I guess if we're willing to accept that this is "the only way", then
just doing it in the reset init event is sufficient.
It seems like it might be a good idea to yell at the user if they
attempt flash programming when the target is not in such a well-defined
state, but that's outside my pay grade on this one.
*So the Tcl event which should be issued before flash erase/write is
reset-init. With the exception of targets
with totally screwed reset.
The IMXRT is only mostly screwed...
Bafflingly, the external reset pin basically doesn't work when you're
trying to use a debugger. It does something and will in fact case the
CPU to "reboot" insofar as it will re-run the ROM bootloader, but trying
to halt the core afterward fails for reasons I cannot figure out.
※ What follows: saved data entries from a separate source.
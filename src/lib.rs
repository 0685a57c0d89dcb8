//! A CPU-rendered desk scene and texturing demo.
//!
//! Every frame runs a small programmable pipeline on the CPU: a vertex stage,
//! clipping in homogeneous space, edge-function rasterization with
//! perspective-correct interpolation and a depth buffer, then a fragment
//! stage. SDL2 is used only for the window, input and presenting the frame.
//!
//! # Quick Start
//!
//! ```ignore
//! use deskscene::prelude::*;
//!
//! let config = Config::desk();
//! let mut window = Window::new(&config.title, config.width, config.height)?;
//! let mut engine = Engine::new(config.width, config.height, Scene::desk(&config)?);
//! engine.render();
//! window.present(engine.frame_buffer())?;
//! ```

// Public API - exposed to library consumers
pub mod app;
pub mod camera;
pub mod colors;
pub mod config;
pub mod engine;
pub mod error;
pub mod light;
pub mod logger;
pub mod math;
pub mod mesh;
pub mod projection;
pub mod scene;
pub mod shader;
pub mod texture;
pub mod window;

// Internal modules - used within the crate only
pub(crate) mod clipper;
pub(crate) mod render;

// Re-export commonly needed types at crate root for convenience
pub use engine::Engine;
pub use error::{Error, Result};
pub use mesh::{Mesh, ShapeKind};
pub use projection::{Projection, ProjectionMode};
pub use scene::{Scene, Shading};

/// Prelude module for convenient imports.
///
/// # Example
/// ```ignore
/// use deskscene::prelude::*;
/// ```
pub mod prelude {
    // Camera
    pub use crate::camera::{Camera, CameraController, MouseLook};

    // Configuration
    pub use crate::config::{Args, Config};

    // Engine
    pub use crate::engine::Engine;
    pub use crate::error::{Error, Result};
    pub use crate::scene::{Scene, SceneObject, Shading};

    // Lighting & textures
    pub use crate::light::{LightRig, PointLight};
    pub use crate::texture::{Filter, Sampler, Texture, WrapMode};

    // Projection
    pub use crate::projection::{Projection, ProjectionMode};

    // Math
    pub use crate::math::{Mat4, Vec2, Vec3, Vec4};

    // Meshes
    pub use crate::mesh::{Mesh, ShapeKind, Topology, Vertex};

    // Window & Input
    pub use crate::window::{FrameLimiter, InputState, Key, Window, WindowEvent};
}

/// Module exposing internals for benchmarking. Not part of the stable API.
pub mod bench {
    pub use crate::render::{EdgeFunctionRasterizer, FrameBuffer, Renderer, ScreenVertex};
}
Instead, you have to use Cortex-M sysresetreq which introduces other
problems. In effect, you end up relying on the watchdog to reset most
of the chip for you which leads to obvious problems if you've disabled
the watchdog.
The most reliable method is to assert POR_B, de-assert it, call for
sysresetreq via the core, then attempt to halt it. OpenOCD can't
currently do that easily since there's no good reset_config for it. I
have a little TCL routine that does it by frobbing the reset_config in
the middle of the process.
Unfortunately the Kinetis watchdog is so strict in checking the time
between writes in the switch-off sequence that we have to run a target
algo to meet the sequence timing.
If iMXRT has a similar watchdog then Tcl target memory writes will not work.
The IMXRT is similar in that respect. All three watchdogs (two
instances of one type and one instance of another) require a pretty
tightly-timed sequence of writes to disable them. In fact, I have yet
to figure out how to reliably disable one of them. Thankfully the
bootloader does it for me for my main application.
There is, however, another baffling feature that's essentially a
backdoor on the watchdogs. While the watchdogs have all this crazy
protection on them, the system reset controller just has a register you
can write to that disables resets from the watchdog from taking effect.
As far as I can tell, a single write to this register with the right
values completely neuters the watchdogs, though I am still testing.
It's not even a write-once or otherwise lockable register.